Abstract

Salmonellosis is a zoonosis of major relevance to global public health. Here we present the assessment of Salmonella enterica contamination in pork and poultry meat sold at retail markets in São Paulo, Brazil. A total of 780 meat samples (386 poultry meat and 394 pork samples) were collected from 132 markets. From these, 57 samples (7.3%) were positive for S. enterica isolation, including 32 (8.3%) poultry meat and 25 (6.3%) pork samples. S. enterica isolates were further characterized for serotyping, antimicrobial resistance and genotyping by amplified fragment length polymorphism and pulsed field gel electrophoresis. Antimicrobial resistance analysis demonstrated two main profiles: pork isolates were more resistant to macrolides, β-lactams, tetracycline, phenicols, and fluoroquinolones, and poultry meat isolates presented higher resistance to fluoroquinolones, sulfonamides, tetracycline, and β-lactams.
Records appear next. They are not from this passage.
//! Orchestration engine: a supervisor node routes a shared conversation
//! between worker nodes until it answers `FINISH` or every worker has used
//! its turn budget.

pub mod checkpoint;
pub mod graph;
pub mod prompts;
pub mod react;
pub mod state;
pub mod supervisor;
pub mod worker;

pub use cadre_core::traits::{DecisionMaker, WorkerCapability};
pub use checkpoint::{CheckpointStore, MemoryCheckpointStore};
pub use graph::{CompiledGraph, FinishReason, GraphBuilder, RunSummary};
pub use react::ReactCapability;
pub use state::{ConversationState, Destination, StateDelta};
pub use supervisor::{LlmDecisionMaker, RouteDecision, RouteSchema, SupervisorRouter};
pub use worker::{WorkerNode, WorkerOutcome};
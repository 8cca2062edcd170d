pub mod providers;
pub mod reply;
pub mod retry;
pub mod streaming;

use cadre_core::config::ModelConfig;
use cadre_core::traits::LlmClient;

pub use providers::openai::OpenAiClient;
pub use reply::{collect_reply, AssistantReply, ToolCall};
pub use retry::RetryingClient;

/// Create an LLM client based on the provider name.
///
/// Every supported provider speaks the OpenAI chat-completions dialect; the
/// provider name only selects a default endpoint.
pub fn create_client(config: &ModelConfig) -> Box<dyn LlmClient> {
    match config.provider.as_str() {
        "ollama" => Box::new(OpenAiClient::with_default_url(
            "http://localhost:11434/v1/chat/completions",
        )),
        "groq" => Box::new(OpenAiClient::with_default_url(
            "https://api.groq.com/openai/v1/chat/completions",
        )),
        _ => Box::new(OpenAiClient::new()),
    }
}
use std::collections::HashMap;
use std::sync::Arc;

use tokio_util::sync::CancellationToken;
use tracing::{debug, error, info};

use cadre_core::error::{CadreError, Result};
use cadre_core::event::EventBus;
use cadre_core::types::{GraphEvent, Message, SessionId, FINISH};

use super::edge::{Target, Transition};
use super::node::{Node, StepKind};
use crate::checkpoint::{CheckpointStore, SessionLocks};
use crate::state::ConversationState;
use crate::supervisor::RouteDecision;

/// Why a run stopped.
#[derive(Debug, Clone, PartialEq, Eq)]
pub enum FinishReason {
    /// The supervisor answered `FINISH`, or a corrected answer became one.
    Routed,
    /// Every worker was out of turns.
    Exhausted,
    /// A worker was scheduled past its budget.
    TurnLimit { worker: String },
    /// The last node had no way out.
    NoOutgoingEdge { node: String },
}

/// Result of one invocation.
#[derive(Debug, Clone)]
pub struct RunSummary {
    pub session_id: SessionId,
    /// State as checkpointed after the last step.
    pub state: ConversationState,
    /// Messages appended during this invocation, user inputs included.
    pub new_messages: Vec<Message>,
    pub steps: usize,
    pub finish: FinishReason,
}

/// A built, immutable graph. Cheap to share behind an `Arc`; every method
/// takes `&self`.
pub struct CompiledGraph {
    pub(super) nodes: HashMap<String, Node>,
    pub(super) transitions: HashMap<String, Transition>,
    pub(super) entry: String,
    pub(super) store: Arc<dyn CheckpointStore>,
    pub(super) event_bus: Arc<EventBus>,
    pub(super) recursion_limit: usize,
    pub(super) locks: SessionLocks,
}

impl CompiledGraph {
    pub fn entry(&self) -> &str {
        &self.entry
    }

    pub fn recursion_limit(&self) -> usize {
        self.recursion_limit
    }

    pub fn event_bus(&self) -> Arc<EventBus> {
        Arc::clone(&self.event_bus)
    }

    /// Node names, sorted.
    pub fn node_names(&self) -> Vec<&str> {
        let mut names: Vec<&str> = self.nodes.keys().map(String::as_str).collect();
        names.sort_unstable();
        names
    }

    /// One line per outgoing transition, sorted by sender.
    pub fn describe_edges(&self) -> Vec<String> {
        let mut senders: Vec<&String> = self.transitions.keys().collect();
        senders.sort();
        senders
            .into_iter()
            .map(|s| self.transitions[s].describe(s))
            .collect()
    }

    /// Answers the entry supervisor accepts, `FINISH` first.
    pub fn route_options(&self) -> &[String] {
        match self.nodes.get(&self.entry) {
            Some(Node::Supervisor(router)) => router.schema().options(),
            _ => &[],
        }
    }

    /// Latest checkpoint for a session.
    pub async fn state(&self, session: &SessionId) -> Result<Option<ConversationState>> {
        self.store.get(session).await
    }

    pub async fn invoke(&self, session: &SessionId, inputs: Vec<Message>) -> Result<RunSummary> {
        self.invoke_with_cancel(session, inputs, &CancellationToken::new())
            .await
    }

    /// Append `inputs` to the session and run from the entry node until the
    /// terminal is reached. Cancellation is observed between steps only.
    pub async fn invoke_with_cancel(
        &self,
        session: &SessionId,
        inputs: Vec<Message>,
        cancel: &CancellationToken,
    ) -> Result<RunSummary> {
        let lock = self
            .locks
            .lock_for(session)
            .map_err(|e| self.fail(session, e))?;
        let _guard = lock.lock().await;

        let mut state = match self.store.get(session).await {
            Ok(saved) => saved.unwrap_or_default(),
            Err(e) => return Err(self.fail(session, e)),
        };
        let start_len = state.messages.len();
        state.messages.extend(inputs);
        if let Err(e) = self.store.put(session, &state).await {
            return Err(self.fail(session, e));
        }

        info!(session = %session, history = state.messages.len(), "Run started");
        self.event_bus.publish(GraphEvent::RunStarted {
            session_id: session.clone(),
        });

        let mut current = self.entry.clone();
        let mut steps = 0usize;

        loop {
            if cancel.is_cancelled() {
                return Err(self.fail(session, CadreError::Cancelled));
            }
            if steps >= self.recursion_limit {
                return Err(self.fail(session, CadreError::RecursionLimit(self.recursion_limit)));
            }

            let Some(node) = self.nodes.get(&current) else {
                return Err(self.fail(
                    session,
                    CadreError::Config(format!("node '{}' is not part of the graph", current)),
                ));
            };

            debug!(session = %session, node = %node.name(), step = steps, "Running node");
            let outcome = match node.run(&state).await {
                Ok(outcome) => outcome,
                Err(e) => return Err(self.fail(session, e)),
            };
            steps += 1;

            state.apply(outcome.delta);
            if let Err(e) = self.store.put(session, &state).await {
                return Err(self.fail(session, e));
            }
            self.publish_step(session, node.name(), &outcome.kind);

            let (target, no_edge) = match self.transitions.get(node.name()) {
                Some(transition) => match transition.resolve(&state) {
                    Ok(target) => (target, false),
                    Err(e) => return Err(self.fail(session, e)),
                },
                None => (Target::End, true),
            };

            match target {
                Target::Node(next) => current = next,
                Target::End => {
                    let finish = finish_reason(node.name(), &outcome.kind, &state, no_edge);
                    info!(session = %session, steps, finish = ?finish, "Run finished");
                    self.event_bus.publish(GraphEvent::RunFinished {
                        session_id: session.clone(),
                        steps,
                    });
                    return Ok(RunSummary {
                        session_id: session.clone(),
                        new_messages: state.messages[start_len..].to_vec(),
                        state,
                        steps,
                        finish,
                    });
                }
            }
        }
    }

    fn publish_step(&self, session: &SessionId, node: &str, kind: &StepKind) {
        let session_id = session.clone();
        match kind {
            StepKind::Routed(decision) => {
                if let RouteDecision::Corrected { requested } = decision {
                    self.event_bus.publish(GraphEvent::RouteCorrected {
                        session_id: session_id.clone(),
                        requested: requested.clone(),
                    });
                }
                let next = decision.destination().to_string();
                info!(session = %session, next = %next, "Supervisor routed");
                self.event_bus
                    .publish(GraphEvent::RouteDecided { session_id, next });
            }
            StepKind::Replied { content } => {
                self.event_bus.publish(GraphEvent::WorkerReplied {
                    session_id,
                    worker: node.to_string(),
                    content: content.clone(),
                });
            }
            StepKind::TurnLimit { count } => {
                self.event_bus.publish(GraphEvent::TurnLimitReached {
                    session_id,
                    worker: node.to_string(),
                    count: *count,
                });
            }
        }
    }

    fn fail(&self, session: &SessionId, err: CadreError) -> CadreError {
        error!(session = %session, error = %err, "Run failed");
        self.event_bus.publish(GraphEvent::RunFailed {
            session_id: session.clone(),
            error: err.to_string(),
        });
        err
    }
}

fn finish_reason(
    node: &str,
    kind: &StepKind,
    state: &ConversationState,
    no_edge: bool,
) -> FinishReason {
    match kind {
        StepKind::TurnLimit { .. } => FinishReason::TurnLimit {
            worker: node.to_string(),
        },
        StepKind::Routed(RouteDecision::Exhausted) => FinishReason::Exhausted,
        _ if no_edge && state.next.as_ref().map(|d| d.as_str()) != Some(FINISH) => {
            FinishReason::NoOutgoingEdge {
                node: node.to_string(),
            }
        }
        _ => FinishReason::Routed,
    }
}
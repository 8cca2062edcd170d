use cadre_core::error::Result;

use crate::state::{ConversationState, StateDelta};
use crate::supervisor::{RouteDecision, SupervisorRouter};
use crate::worker::{WorkerNode, WorkerOutcome};

/// A named vertex of the compiled graph.
pub enum Node {
    Supervisor(SupervisorRouter),
    Worker(WorkerNode),
}

/// What a step did, for events and the finish reason.
#[derive(Debug, Clone, PartialEq)]
pub enum StepKind {
    Routed(RouteDecision),
    Replied { content: String },
    TurnLimit { count: usize },
}

#[derive(Debug, Clone, PartialEq)]
pub struct StepOutcome {
    pub delta: StateDelta,
    pub kind: StepKind,
}

impl Node {
    pub fn name(&self) -> &str {
        match self {
            Node::Supervisor(router) => router.name(),
            Node::Worker(worker) => worker.name(),
        }
    }

    pub async fn run(&self, state: &ConversationState) -> Result<StepOutcome> {
        match self {
            Node::Supervisor(router) => {
                let decision = router.decide(state).await?;
                Ok(StepOutcome {
                    delta: StateDelta::route(decision.destination()),
                    kind: StepKind::Routed(decision),
                })
            }
            Node::Worker(worker) => match worker.invoke(state).await? {
                WorkerOutcome::Replied { delta, content } => Ok(StepOutcome {
                    delta,
                    kind: StepKind::Replied { content },
                }),
                WorkerOutcome::TurnLimit { delta, count } => Ok(StepOutcome {
                    delta,
                    kind: StepKind::TurnLimit { count },
                }),
            },
        }
    }
}
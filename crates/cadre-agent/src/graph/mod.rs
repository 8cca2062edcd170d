//! Graph assembly and execution.
//!
//! [`GraphBuilder`] turns a validated topology into a [`CompiledGraph`]: one
//! supervisor node, one node per worker, and at most one transition per
//! sender. The compiled graph is the single entry point; it initializes
//! fresh sessions, checkpoints after every step, and publishes events.

pub mod builder;
pub mod compiled;
pub mod edge;
pub mod node;

pub use builder::GraphBuilder;
pub use compiled::{CompiledGraph, FinishReason, RunSummary};
pub use edge::{ConditionalRoute, Target, Transition};
pub use node::{Node, StepKind, StepOutcome};
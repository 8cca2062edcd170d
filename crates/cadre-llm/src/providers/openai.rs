use futures::future::BoxFuture;
use futures::stream::{BoxStream, StreamExt};
use reqwest::Client;
use serde::{Deserialize, Serialize};
use tracing::{debug, warn};

use cadre_core::config::ModelConfig;
use cadre_core::error::{CadreError, Result};
use cadre_core::traits::LlmClient;
use cadre_core::types::*;

use crate::streaming::{SseEvent, SseStream};

const OPENAI_API_URL: &str = "https://api.openai.com/v1/chat/completions";

/// OpenAI-compatible client. Works with OpenAI, Ollama, vLLM, Groq, OpenRouter, etc.
pub struct OpenAiClient {
    http: Client,
    default_url: String,
}

impl OpenAiClient {
    pub fn new() -> Self {
        Self::with_default_url(OPENAI_API_URL)
    }

    /// Use `url` whenever the model config carries no `base_url`.
    pub fn with_default_url(url: impl Into<String>) -> Self {
        Self {
            http: Client::new(),
            default_url: url.into(),
        }
    }
}

impl Default for OpenAiClient {
    fn default() -> Self {
        Self::new()
    }
}

// Request types
#[derive(Serialize)]
struct ChatRequest {
    model: String,
    messages: Vec<OaiMessage>,
    max_tokens: u32,
    temperature: f32,
    stream: bool,
    #[serde(skip_serializing_if = "Vec::is_empty")]
    tools: Vec<OaiTool>,
}

#[derive(Serialize, Debug)]
pub(crate) struct OaiMessage {
    role: &'static str,
    #[serde(skip_serializing_if = "Option::is_none")]
    content: Option<String>,
    #[serde(skip_serializing_if = "Option::is_none")]
    name: Option<String>,
    #[serde(skip_serializing_if = "Option::is_none")]
    tool_calls: Option<Vec<OaiToolCall>>,
    #[serde(skip_serializing_if = "Option::is_none")]
    tool_call_id: Option<String>,
}

impl OaiMessage {
    fn text(role: &'static str, content: String, name: Option<String>) -> Self {
        Self {
            role,
            content: Some(content),
            name,
            tool_calls: None,
            tool_call_id: None,
        }
    }
}

#[derive(Serialize, Deserialize, Debug, Clone)]
pub(crate) struct OaiToolCall {
    #[serde(default)]
    index: usize,
    #[serde(skip_serializing_if = "Option::is_none")]
    id: Option<String>,
    #[serde(skip_serializing_if = "Option::is_none")]
    r#type: Option<String>,
    #[serde(skip_serializing_if = "Option::is_none")]
    function: Option<OaiFunction>,
}

#[derive(Serialize, Deserialize, Debug, Clone)]
pub(crate) struct OaiFunction {
    #[serde(skip_serializing_if = "Option::is_none")]
    name: Option<String>,
    #[serde(skip_serializing_if = "Option::is_none")]
    arguments: Option<String>,
}

#[derive(Serialize)]
pub(crate) struct OaiTool {
    r#type: &'static str,
    function: OaiToolDef,
}

#[derive(Serialize)]
pub(crate) struct OaiToolDef {
    name: String,
    description: String,
    parameters: serde_json::Value,
}

// Response types
#[derive(Deserialize, Debug)]
struct StreamChunk {
    #[serde(default)]
    choices: Vec<StreamChoice>,
    #[serde(default)]
    usage: Option<StreamUsage>,
}

#[derive(Deserialize, Debug)]
struct StreamChoice {
    #[serde(default)]
    delta: Option<StreamDeltaContent>,
    #[serde(default)]
    finish_reason: Option<String>,
}

#[derive(Deserialize, Debug)]
struct StreamDeltaContent {
    #[serde(default)]
    content: Option<String>,
    #[serde(default)]
    tool_calls: Option<Vec<OaiToolCall>>,
}

#[derive(Deserialize, Debug)]
struct StreamUsage {
    #[serde(default)]
    prompt_tokens: u64,
    #[serde(default)]
    completion_tokens: u64,
}

/// OpenAI restricts `name` to `[A-Za-z0-9_-]{1,64}`.
fn sanitize_name(name: &str) -> String {
    name.chars()
        .map(|c| if c.is_ascii_alphanumeric() || c == '_' || c == '-' { c } else { '_' })
        .take(64)
        .collect()
}

pub(crate) fn convert_tools(tools: &[ToolDefinition]) -> Vec<OaiTool> {
    tools
        .iter()
        .map(|t| OaiTool {
            r#type: "function",
            function: OaiToolDef {
                name: t.name.clone(),
                description: t.description.clone(),
                parameters: t.input_schema.clone(),
            },
        })
        .collect()
}

pub(crate) fn convert_messages(messages: Vec<ChatMessage>) -> Vec<OaiMessage> {
    let mut out = Vec::with_capacity(messages.len());

    for msg in messages {
        let name = msg.name.as_deref().map(sanitize_name);
        match msg.role {
            Role::System => out.push(OaiMessage::text("system", msg.text(), None)),
            Role::User => {
                let mut has_results = false;
                for block in &msg.content {
                    if let ContentBlock::ToolResult {
                        tool_use_id,
                        content,
                        ..
                    } = block
                    {
                        has_results = true;
                        out.push(OaiMessage {
                            role: "tool",
                            content: Some(content.clone()),
                            name: None,
                            tool_calls: None,
                            tool_call_id: Some(tool_use_id.clone()),
                        });
                    }
                }
                if !has_results {
                    out.push(OaiMessage::text("user", msg.text(), name));
                }
            }
            Role::Assistant => {
                let calls: Vec<OaiToolCall> = msg
                    .tool_uses()
                    .into_iter()
                    .enumerate()
                    .map(|(index, (id, tool, input))| OaiToolCall {
                        index,
                        id: Some(id.to_string()),
                        r#type: Some("function".to_string()),
                        function: Some(OaiFunction {
                            name: Some(tool.to_string()),
                            arguments: Some(input.to_string()),
                        }),
                    })
                    .collect();
                let text = msg.text();
                if calls.is_empty() {
                    out.push(OaiMessage::text("assistant", text, name));
                } else {
                    out.push(OaiMessage {
                        role: "assistant",
                        content: (!text.is_empty()).then_some(text),
                        name,
                        tool_calls: Some(calls),
                        tool_call_id: None,
                    });
                }
            }
        }
    }

    out
}

pub(crate) fn parse_chunk(event: SseEvent) -> Vec<Result<StreamDelta>> {
    if event.data.trim() == "[DONE]" {
        return vec![];
    }

    let chunk: StreamChunk = match serde_json::from_str(&event.data) {
        Ok(chunk) => chunk,
        Err(e) => {
            warn!(data = %event.data, error = %e, "Failed to parse OpenAI SSE chunk");
            return vec![];
        }
    };

    let mut deltas = Vec::new();

    if let Some(usage) = chunk.usage {
        deltas.push(Ok(StreamDelta::Usage {
            input_tokens: usage.prompt_tokens,
            output_tokens: usage.completion_tokens,
        }));
    }

    for choice in chunk.choices {
        if let Some(delta) = choice.delta {
            if let Some(text) = delta.content.filter(|t| !t.is_empty()) {
                deltas.push(Ok(StreamDelta::TextDelta(text)));
            }
            // Some providers send the name and the full arguments in one chunk
            for tc in delta.tool_calls.unwrap_or_default() {
                let Some(func) = tc.function else { continue };
                if let Some(name) = func.name {
                    deltas.push(Ok(StreamDelta::ToolUseStart {
                        index: tc.index,
                        id: tc.id.unwrap_or_default(),
                        name,
                    }));
                }
                if let Some(args) = func.arguments.filter(|a| !a.is_empty()) {
                    deltas.push(Ok(StreamDelta::ToolInputDelta {
                        index: tc.index,
                        delta: args,
                    }));
                }
            }
        }

        if let Some(reason) = choice.finish_reason {
            let stop = match reason.as_str() {
                "tool_calls" | "function_call" => StopReason::ToolUse,
                "length" => StopReason::MaxTokens,
                _ => StopReason::EndTurn,
            };
            deltas.push(Ok(StreamDelta::Stop(stop)));
        }
    }

    deltas
}

impl LlmClient for OpenAiClient {
    fn chat_stream(
        &self,
        config: &ModelConfig,
        messages: Vec<ChatMessage>,
        tools: &[ToolDefinition],
    ) -> BoxFuture<'_, Result<BoxStream<'_, Result<StreamDelta>>>> {
        let config = config.clone();
        let oai_tools = convert_tools(tools);

        Box::pin(async move {
            let url = config.base_url.as_deref().unwrap_or(&self.default_url);

            let body = ChatRequest {
                model: config.model_id.clone(),
                messages: convert_messages(messages),
                max_tokens: config.max_tokens,
                temperature: config.temperature,
                stream: true,
                tools: oai_tools,
            };

            debug!(model = %body.model, messages = body.messages.len(), "Sending chat request");

            let mut req = self.http.post(url).json(&body);
            if let Some(api_key) = &config.api_key {
                req = req.bearer_auth(api_key);
            }

            let response = req
                .send()
                .await
                .map_err(|e| CadreError::LlmRequest(e.to_string()))?;

            if !response.status().is_success() {
                let status = response.status();
                let body = response
                    .text()
                    .await
                    .unwrap_or_else(|_| "unknown".to_string());
                return Err(CadreError::LlmRequest(format!("HTTP {}: {}", status, body)));
            }

            let deltas = SseStream::new(response.bytes_stream())
                .map(|event| futures::stream::iter(parse_chunk(event)))
                .flatten();

            Ok(Box::pin(deltas) as BoxStream<'_, Result<StreamDelta>>)
        })
    }
}
use std::collections::BTreeMap;

use futures::stream::{BoxStream, StreamExt};

use cadre_core::error::{CadreError, Result};
use cadre_core::types::{ChatMessage, ContentBlock, Role, StopReason, StreamDelta};

/// A tool invocation requested by the model.
#[derive(Debug, Clone, PartialEq)]
pub struct ToolCall {
    pub id: String,
    pub name: String,
    pub input: serde_json::Value,
}

/// A fully received assistant turn.
#[derive(Debug, Clone, Default)]
pub struct AssistantReply {
    pub text: String,
    pub tool_calls: Vec<ToolCall>,
    pub stop: Option<StopReason>,
    pub input_tokens: u64,
    pub output_tokens: u64,
}

impl AssistantReply {
    /// The turn as it should be replayed to the model on the next request.
    pub fn to_message(&self) -> ChatMessage {
        let mut content = Vec::new();
        if !self.text.is_empty() {
            content.push(ContentBlock::Text {
                text: self.text.clone(),
            });
        }
        for call in &self.tool_calls {
            content.push(ContentBlock::ToolUse {
                id: call.id.clone(),
                name: call.name.clone(),
                input: call.input.clone(),
            });
        }
        ChatMessage {
            role: Role::Assistant,
            content,
            name: None,
            timestamp: Some(chrono::Utc::now()),
        }
    }
}

#[derive(Default)]
struct PendingCall {
    id: String,
    name: String,
    input_json: String,
}

/// Drain a delta stream into a single reply.
///
/// Tool arguments arrive as JSON fragments keyed by the provider's index;
/// they are parsed once the stream ends, in index order. Arguments that never form valid JSON are a parse error
/// rather than a silent `null`.
pub async fn collect_reply(mut stream: BoxStream<'_, Result<StreamDelta>>) -> Result<AssistantReply> {
    let mut reply = AssistantReply::default();
    let mut pending: BTreeMap<usize, PendingCall> = BTreeMap::new();

    while let Some(delta) = stream.next().await {
        match delta? {
            StreamDelta::TextDelta(text) => reply.text.push_str(&text),
            StreamDelta::ToolUseStart { index, id, name } => {
                let call = pending.entry(index).or_default();
                call.id = id;
                call.name = name;
            }
            StreamDelta::ToolInputDelta { index, delta } => {
                if let Some(call) = pending.get_mut(&index) {
                    call.input_json.push_str(&delta);
                }
            }
            StreamDelta::Stop(reason) => reply.stop = Some(reason),
            StreamDelta::Usage {
                input_tokens,
                output_tokens,
            } => {
                reply.input_tokens += input_tokens;
                reply.output_tokens += output_tokens;
            }
        }
    }

    for (index, call) in pending {
        if call.name.is_empty() {
            continue;
        }
        let input = if call.input_json.trim().is_empty() {
            serde_json::Value::Object(Default::default())
        } else {
            serde_json::from_str(&call.input_json).map_err(|e| {
                CadreError::LlmParse(format!("tool call {} ({}): {}", index, call.name, e))
            })?
        };
        let id = if call.id.is_empty() {
            format!("call_{}", index)
        } else {
            call.id
        };
        reply.tool_calls.push(ToolCall {
            id,
            name: call.name,
            input,
        });
    }

    Ok(reply)
}

#[cfg(test)]
mod tests {
    use super::*;

    fn stream_of(deltas: Vec<StreamDelta>) -> BoxStream<'static, Result<StreamDelta>> {
        Box::pin(futures::stream::iter(deltas.into_iter().map(Ok)))
    }

    #[tokio::test]
    async fn test_collects_text() {
        let reply = collect_reply(stream_of(vec![
            StreamDelta::TextDelta("Hel".into()),
            StreamDelta::TextDelta("lo".into()),
            StreamDelta::Stop(StopReason::EndTurn),
        ]))
        .await
        .unwrap();
        assert_eq!(reply.text, "Hello");
        assert!(reply.tool_calls.is_empty());
        assert_eq!(reply.stop, Some(StopReason::EndTurn));
    }

    #[tokio::test]
    async fn test_collects_fragmented_tool_call() {
        let reply = collect_reply(stream_of(vec![
            StreamDelta::ToolUseStart {
                index: 0,
                id: "call_a".into(),
                name: "lookup".into(),
            },
            StreamDelta::ToolInputDelta {
                index: 0,
                delta: "{\"q\":".into(),
            },
            StreamDelta::ToolInputDelta {
                index: 0,
                delta: "\"rust\"}".into(),
            },
            StreamDelta::Usage {
                input_tokens: 10,
                output_tokens: 4,
            },
            StreamDelta::Stop(StopReason::ToolUse),
        ]))
        .await
        .unwrap();
        assert_eq!(reply.tool_calls.len(), 1);
        assert_eq!(reply.tool_calls[0].input, serde_json::json!({"q": "rust"}));
        assert_eq!(reply.input_tokens, 10);
        assert_eq!(reply.to_message().tool_uses().len(), 1);
    }

    #[tokio::test]
    async fn test_empty_arguments_become_empty_object() {
        let reply = collect_reply(stream_of(vec![StreamDelta::ToolUseStart {
            index: 0,
            id: String::new(),
            name: "get_current_date".into(),
        }]))
        .await
        .unwrap();
        assert_eq!(reply.tool_calls[0].id, "call_0");
        assert_eq!(reply.tool_calls[0].input, serde_json::json!({}));
    }

    #[tokio::test]
    async fn test_sparse_provider_indices_are_kept_in_order() {
        let reply = collect_reply(stream_of(vec![
            StreamDelta::ToolUseStart {
                index: usize::MAX,
                id: "late".into(),
                name: "second".into(),
            },
            StreamDelta::ToolUseStart {
                index: 4_000_000_000,
                id: "early".into(),
                name: "first".into(),
            },
            StreamDelta::ToolInputDelta {
                index: 7,
                delta: "{\"orphan\": true}".into(),
            },
            StreamDelta::Stop(StopReason::ToolUse),
        ]))
        .await
        .unwrap();
        let names: Vec<&str> = reply.tool_calls.iter().map(|c| c.name.as_str()).collect();
        assert_eq!(names, vec!["first", "second"]);
        assert_eq!(reply.tool_calls[1].id, "late");
    }

    #[tokio::test]
    async fn test_invalid_arguments_rejected() {
        let err = collect_reply(stream_of(vec![
            StreamDelta::ToolUseStart {
                index: 0,
                id: "c".into(),
                name: "lookup".into(),
            },
            StreamDelta::ToolInputDelta {
                index: 0,
                delta: "{broken".into(),
            },
        ]))
        .await
        .unwrap_err();
        assert!(matches!(err, CadreError::LlmParse(_)));
    }

    #[tokio::test]
    async fn test_stream_error_propagates() {
        let stream: BoxStream<'static, Result<StreamDelta>> = Box::pin(futures::stream::iter(vec![
            Ok(StreamDelta::TextDelta("partial".into())),
            Err(CadreError::LlmStream("reset".into())),
        ]));
        let err = collect_reply(stream).await.unwrap_err();
        assert!(matches!(err, CadreError::LlmStream(_)));
    }
}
A total of 72.4% of poultry meat isolates were identified as S. Heidelberg, while most of pork isolates were S. Typhimurium (31.7%) and S. Give (16.7%). Genotyping resulted in most clusters consisting exclusively of pork or poultry meat, no cross-contamination was detected, and a tendency to differentiate isolates according to their serotypes and markets of origin. High resistance rates to critically important antimicrobials reinforce the importance of controlling Salmonella contamination in meat production chains.